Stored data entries
________

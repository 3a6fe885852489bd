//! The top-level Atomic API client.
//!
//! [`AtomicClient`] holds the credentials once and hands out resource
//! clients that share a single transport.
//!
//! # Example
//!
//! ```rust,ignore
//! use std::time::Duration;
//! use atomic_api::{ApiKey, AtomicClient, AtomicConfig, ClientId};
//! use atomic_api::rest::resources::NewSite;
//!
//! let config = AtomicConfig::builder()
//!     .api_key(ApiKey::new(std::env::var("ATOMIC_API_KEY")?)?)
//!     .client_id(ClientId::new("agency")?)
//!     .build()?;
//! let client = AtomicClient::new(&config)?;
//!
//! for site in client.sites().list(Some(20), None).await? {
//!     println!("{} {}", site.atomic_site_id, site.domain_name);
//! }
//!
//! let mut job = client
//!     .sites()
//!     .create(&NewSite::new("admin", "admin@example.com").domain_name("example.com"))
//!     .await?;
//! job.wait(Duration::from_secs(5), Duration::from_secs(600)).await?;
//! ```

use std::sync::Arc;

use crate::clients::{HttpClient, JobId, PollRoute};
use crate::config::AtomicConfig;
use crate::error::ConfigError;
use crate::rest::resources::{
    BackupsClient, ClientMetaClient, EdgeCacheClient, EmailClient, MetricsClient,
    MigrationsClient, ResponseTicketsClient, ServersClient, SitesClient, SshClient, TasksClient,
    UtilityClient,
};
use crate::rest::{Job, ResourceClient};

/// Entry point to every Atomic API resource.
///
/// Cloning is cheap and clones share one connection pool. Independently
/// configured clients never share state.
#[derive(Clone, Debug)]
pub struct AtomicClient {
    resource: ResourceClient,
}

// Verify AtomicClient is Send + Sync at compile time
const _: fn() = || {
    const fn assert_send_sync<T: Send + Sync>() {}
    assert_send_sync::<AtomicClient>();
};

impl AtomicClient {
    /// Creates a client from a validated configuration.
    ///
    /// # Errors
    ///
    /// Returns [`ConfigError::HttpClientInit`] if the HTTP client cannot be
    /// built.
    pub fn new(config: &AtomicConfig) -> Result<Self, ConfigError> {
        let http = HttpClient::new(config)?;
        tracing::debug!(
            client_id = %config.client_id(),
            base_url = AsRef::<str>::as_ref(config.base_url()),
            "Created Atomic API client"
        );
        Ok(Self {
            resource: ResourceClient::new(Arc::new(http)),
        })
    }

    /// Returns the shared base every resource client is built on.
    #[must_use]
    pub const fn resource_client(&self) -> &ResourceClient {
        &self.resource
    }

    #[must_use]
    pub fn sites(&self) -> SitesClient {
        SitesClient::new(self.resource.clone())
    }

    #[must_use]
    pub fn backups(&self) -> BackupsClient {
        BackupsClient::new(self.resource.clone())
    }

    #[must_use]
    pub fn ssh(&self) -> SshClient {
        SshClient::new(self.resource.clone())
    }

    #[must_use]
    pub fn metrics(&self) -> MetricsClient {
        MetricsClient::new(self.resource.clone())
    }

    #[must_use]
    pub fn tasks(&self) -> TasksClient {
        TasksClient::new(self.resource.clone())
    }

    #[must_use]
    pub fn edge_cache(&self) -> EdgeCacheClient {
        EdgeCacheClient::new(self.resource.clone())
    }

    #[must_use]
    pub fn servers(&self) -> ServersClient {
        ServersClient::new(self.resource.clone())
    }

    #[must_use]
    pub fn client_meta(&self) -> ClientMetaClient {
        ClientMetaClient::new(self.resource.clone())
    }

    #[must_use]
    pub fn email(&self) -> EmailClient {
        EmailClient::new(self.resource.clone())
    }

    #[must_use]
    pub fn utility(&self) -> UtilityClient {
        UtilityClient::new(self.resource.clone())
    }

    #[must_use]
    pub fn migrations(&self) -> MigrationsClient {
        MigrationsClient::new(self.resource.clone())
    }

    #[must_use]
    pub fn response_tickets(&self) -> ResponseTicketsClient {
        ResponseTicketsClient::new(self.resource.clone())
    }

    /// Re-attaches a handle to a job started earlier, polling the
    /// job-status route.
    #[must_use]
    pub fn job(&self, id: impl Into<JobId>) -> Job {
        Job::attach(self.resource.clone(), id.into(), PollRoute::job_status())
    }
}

________

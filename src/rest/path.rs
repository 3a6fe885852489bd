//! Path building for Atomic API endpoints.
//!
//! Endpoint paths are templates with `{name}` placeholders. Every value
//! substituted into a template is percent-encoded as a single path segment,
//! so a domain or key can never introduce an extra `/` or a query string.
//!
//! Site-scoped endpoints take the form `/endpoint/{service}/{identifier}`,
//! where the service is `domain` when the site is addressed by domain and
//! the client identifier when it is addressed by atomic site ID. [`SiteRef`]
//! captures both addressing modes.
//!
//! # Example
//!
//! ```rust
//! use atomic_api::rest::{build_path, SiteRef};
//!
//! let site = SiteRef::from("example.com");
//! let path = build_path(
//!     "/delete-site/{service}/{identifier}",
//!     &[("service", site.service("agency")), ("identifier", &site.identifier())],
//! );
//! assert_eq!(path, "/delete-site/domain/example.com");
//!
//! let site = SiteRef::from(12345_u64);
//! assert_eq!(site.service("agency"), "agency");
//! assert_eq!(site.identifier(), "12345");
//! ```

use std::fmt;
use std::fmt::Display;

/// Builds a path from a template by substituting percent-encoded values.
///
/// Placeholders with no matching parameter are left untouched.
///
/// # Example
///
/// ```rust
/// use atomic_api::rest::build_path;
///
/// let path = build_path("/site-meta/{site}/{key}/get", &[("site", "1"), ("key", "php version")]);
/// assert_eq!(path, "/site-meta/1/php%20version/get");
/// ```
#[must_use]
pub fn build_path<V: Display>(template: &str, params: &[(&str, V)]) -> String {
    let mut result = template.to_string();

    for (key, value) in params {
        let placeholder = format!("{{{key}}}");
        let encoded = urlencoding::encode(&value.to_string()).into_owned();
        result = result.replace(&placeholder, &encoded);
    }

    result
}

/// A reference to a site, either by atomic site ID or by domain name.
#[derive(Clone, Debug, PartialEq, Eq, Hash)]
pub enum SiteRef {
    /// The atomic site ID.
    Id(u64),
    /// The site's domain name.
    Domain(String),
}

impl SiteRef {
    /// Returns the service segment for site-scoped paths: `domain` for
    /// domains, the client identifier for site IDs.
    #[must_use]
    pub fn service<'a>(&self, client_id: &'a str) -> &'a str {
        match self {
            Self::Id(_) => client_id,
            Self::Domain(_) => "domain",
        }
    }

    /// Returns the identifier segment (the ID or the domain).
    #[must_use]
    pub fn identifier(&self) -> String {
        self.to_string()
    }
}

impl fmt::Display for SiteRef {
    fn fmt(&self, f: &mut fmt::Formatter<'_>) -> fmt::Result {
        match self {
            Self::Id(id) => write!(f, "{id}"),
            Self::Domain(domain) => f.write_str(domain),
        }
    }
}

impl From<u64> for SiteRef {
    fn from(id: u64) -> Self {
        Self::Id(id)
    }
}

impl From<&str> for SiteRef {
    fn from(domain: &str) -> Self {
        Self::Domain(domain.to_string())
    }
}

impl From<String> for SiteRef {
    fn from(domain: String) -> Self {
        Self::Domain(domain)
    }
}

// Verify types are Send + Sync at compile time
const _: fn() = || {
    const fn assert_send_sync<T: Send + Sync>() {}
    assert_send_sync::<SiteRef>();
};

________

## TASK BRIEF
If a line in the entries holds the string "compile", count it, then state the total and nothing more.

## ANSWER FOR THIS EXERCISE
2